Glenn Heights Admits Zoning Doesn’t Match Land Use Map

Glenn Heights Future Land Use Map

GLENN HEIGHTS — For years, the City of Glenn Heights has grown under two different sets of guidelines.

One is outlined in its Future Land Use Map — the city’s official blueprint for where different types of development should go. The other is reflected in actual zoning decisions, made case by case, lot by lot, meeting by meeting.

On Tuesday night, city leaders publicly acknowledged for the first time that these two approaches have not matched, and that the gap has only grown over the past years.

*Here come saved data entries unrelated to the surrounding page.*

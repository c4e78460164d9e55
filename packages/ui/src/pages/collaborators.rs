//! Collaborator search for researchers, with the researcher's own
//! connection requests in both directions.

use api::models::{Collaborator, Connection, ConnectionType, NewConnection, RequestStatus};
use api::ConnectionsApi;
use store::{KeyValueStore, User};

use super::{admit, impl_page, non_blank, Services};
use crate::batch::{BatchPolicy, BatchReport};
use crate::guard::Access;
use crate::notify::Notifier;
use crate::page::LoadState;

#[derive(Clone)]
pub struct Collaborators<A, S: KeyValueStore> {
    services: Services<A, S>,
    pub user: Option<User>,
    pub collaborators: Vec<Collaborator>,
    /// Connections where the user is either side.
    pub connections: Vec<Connection>,
    pub search: String,
    pub policy: BatchPolicy,
    pub state: LoadState,
    pub notifier: Notifier,
    route: Option<&'static str>,
}

impl_page!(
    Collaborators,
    fields: [user, collaborators, connections, search, policy],
);

impl<A, S> Collaborators<A, S>
where
    A: ConnectionsApi,
    S: KeyValueStore,
{
    pub fn new(services: Services<A, S>) -> Self {
        Self {
            services,
            user: None,
            collaborators: Vec::new(),
            connections: Vec::new(),
            search: String::new(),
            policy: BatchPolicy::default(),
            state: LoadState::Initializing,
            notifier: Notifier::new(),
            route: None,
        }
    }

    pub async fn activate(&mut self) {
        let Some(user) = admit(&self.services, Access::RESEARCHER, &mut self.state) else {
            return;
        };
        self.user = Some(user);
        self.load().await;
    }

    pub async fn load(&mut self) {
        let Some(user_id) = self.user_id() else {
            return;
        };
        self.state = LoadState::Loading;

        let api = &self.services.api;
        let (collaborators, connections) = futures::join!(
            api.list_collaborators(user_id, None),
            api.list_connections(Some(user_id), None),
        );

        let mut report = BatchReport::new();
        let collaborators = report.take("collaborators", collaborators);
        let connections = report.take("connections", connections);

        if report.commit(self.policy) {
            if let Some(collaborators) = collaborators {
                self.collaborators = collaborators;
            }
            if let Some(connections) = connections {
                self.connections = connections;
            }
        }
        if !report.is_ok() {
            self.notifier.error("Failed to load collaborators");
        }
        self.state = LoadState::Ready;
    }

    /// Replace the list with researchers matching the specialty search.
    pub async fn search(&mut self) {
        let Some(user_id) = self.user_id() else {
            return;
        };
        let specialty = non_blank(&self.search);

        self.state = LoadState::Loading;
        match self
            .services
            .api
            .list_collaborators(user_id, specialty.as_deref())
            .await
        {
            Ok(collaborators) => self.collaborators = collaborators,
            Err(e) => {
                tracing::warn!("collaborator search failed: {}", e);
                self.notifier.error("Search failed");
            }
        }
        self.state = LoadState::Ready;
    }

    pub async fn connect(&mut self, collaborator_id: i64) {
        let Some(user_id) = self.user_id() else {
            return;
        };
        let connection = NewConnection {
            requester_id: user_id,
            receiver_id: collaborator_id,
            connection_type: ConnectionType::Collaborate,
        };
        match self.services.api.create_connection(&connection).await {
            Ok(_) => {
                self.notifier.success("Connection request sent!");
                self.load().await;
            }
            Err(e) => {
                tracing::error!("connect to {} failed: {}", collaborator_id, e);
                self.notifier.error("Failed to send request");
            }
        }
    }

    /// Accept or reject a request someone sent to this researcher.
    pub async fn answer(&mut self, connection_id: i64, accept: bool) {
        let status = if accept {
            RequestStatus::Accepted
        } else {
            RequestStatus::Rejected
        };
        let message = format!("Connection request {}", status);
        match self
            .services
            .api
            .update_connection(connection_id, status)
            .await
        {
            Ok(_) => {
                self.notifier.success(message);
                self.load().await;
            }
            Err(e) => {
                tracing::error!("update connection {} failed: {}", connection_id, e);
                self.notifier.error("Failed to update request");
            }
        }
    }

    /// Withdraw a request or drop a connection.
    pub async fn remove(&mut self, connection_id: i64) {
        match self.services.api.delete_connection(connection_id).await {
            Ok(_) => {
                self.notifier.success("Connection removed");
                self.load().await;
            }
            Err(e) => {
                tracing::error!("delete connection {} failed: {}", connection_id, e);
                self.notifier.error("Failed to remove connection");
            }
        }
    }

    /// Status of the connection with `collaborator_id`, from either side.
    pub fn status_with(&self, collaborator_id: i64) -> Option<&RequestStatus> {
        self.connections
            .iter()
            .find(|c| c.requester_id == collaborator_id || c.receiver_id == collaborator_id)
            .map(|c| &c.status)
            .or_else(|| {
                self.collaborators
                    .iter()
                    .find(|c| c.id == collaborator_id)
                    .and_then(|c| c.connection_status.as_ref())
            })
    }

    /// Pending requests addressed to this researcher.
    pub fn incoming(&self) -> impl Iterator<Item = &Connection> {
        let user_id = self.user_id();
        self.connections
            .iter()
            .filter(move |c| Some(c.receiver_id) == user_id && c.status.is_pending())
    }

    /// Requests this researcher sent.
    pub fn outgoing(&self) -> impl Iterator<Item = &Connection> {
        let user_id = self.user_id();
        self.connections
            .iter()
            .filter(move |c| Some(c.requester_id) == user_id)
    }

    fn user_id(&self) -> Option<i64> {
        self.user.as_ref().map(|u| u.id)
    }
}
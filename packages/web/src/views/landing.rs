//! Landing page: role choice, returning-user login and service status.

use api::ApiClient;
use dioxus::prelude::*;
use ui::pages::{dashboard_route, routes};
use ui::{use_app, use_page, AppStore, Loader, Toast};

type Controller = ui::pages::Landing<ApiClient, AppStore>;

#[component]
pub fn Landing() -> Element {
    let app = use_app();
    let page = use_page(|| Controller::new(app.services()));

    use_hook(move || {
        page.update(|p| p.activate());
        page.run(|mut p| async move {
            p.check_services().await;
            p
        });
    });

    let ctrl = page.state.read();
    if ctrl.state.is_loading() {
        return rsx! { Loader {} };
    }

    let ai_status = ctrl
        .ai_health
        .as_ref()
        .map(|h| h.status.clone())
        .unwrap_or_else(|| "unreachable".to_string());
    let services_status = ctrl
        .service_health
        .as_ref()
        .map(|h| h.status.clone())
        .unwrap_or_else(|| "unreachable".to_string());

    rsx! {
        Toast {
            notice: ctrl.notifier.current().cloned(),
            on_close: move |id| page.update(|p| { p.notifier.dismiss(id); }),
        }

        section {
            class: "hero",
            h1 { "CuraLink" }
            p { class: "subtitle", "Connecting patients and researchers around clinical trials." }

            if let Some(user) = &ctrl.user {
                {
                    let to = dashboard_route(user.role());
                    rsx! {
                        button {
                            class: "btn btn-primary",
                            onclick: move |_| page.navigate(to),
                            "Continue as {user.name}"
                        }
                    }
                }
            } else {
                div {
                    class: "role-choice",
                    button {
                        class: "btn btn-primary",
                        onclick: move |_| page.navigate(routes::PATIENT_ONBOARD),
                        "I'm a Patient"
                    }
                    button {
                        class: "btn btn-secondary",
                        onclick: move |_| page.navigate(routes::RESEARCHER_ONBOARD),
                        "I'm a Researcher"
                    }
                }
            }
        }

        section {
            class: "panel login",
            h2 { "Already have an account?" }
            input {
                r#type: "email",
                placeholder: "Email",
                value: "{ctrl.email}",
                oninput: move |e| page.update(|p| p.email = e.value()),
            }
            input {
                placeholder: "or name",
                value: "{ctrl.name}",
                oninput: move |e| page.update(|p| p.name = e.value()),
            }
            button {
                class: "btn btn-primary",
                onclick: move |_| page.run(|mut p| async move {
                    p.login().await;
                    p
                }),
                "Log in"
            }
        }

        footer {
            class: "service-status",
            span { "AI service: {ai_status}" }
            span { "External data: {services_status}" }
        }
    }
}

“What we did was, we decided to change zoning and not stick to what we said the future land use was going to be,” Planning and Zoning Commissioner Austin Kelley told a joint session of the City Council and the commission. “Now, we’re in this predicament that we have decided, and we have changed zoning, and now it needs to match the future land use. Zoning and the future land use need to say the same thing.”

Kelley, who has served on the commission since 2010, said he’s seen the shift firsthand as the city approved subdivision after subdivision of tightly packed homes.

“I’ve seen high-density come in because we were building houses close together, zero lots, and trying to put more houses in more communities,” Kelley said. “What that has done is that has changed our zoning map, and it has not coincided with our future land use.”

A Map From 2023, A City That’s Kept Changing

The current Future Land Use Map was adopted in 2023. Since then, the city has seen a wave of residential rezoning cases, even as its population climbs toward 30,000, according to previous reporting by Glenn Heights Future.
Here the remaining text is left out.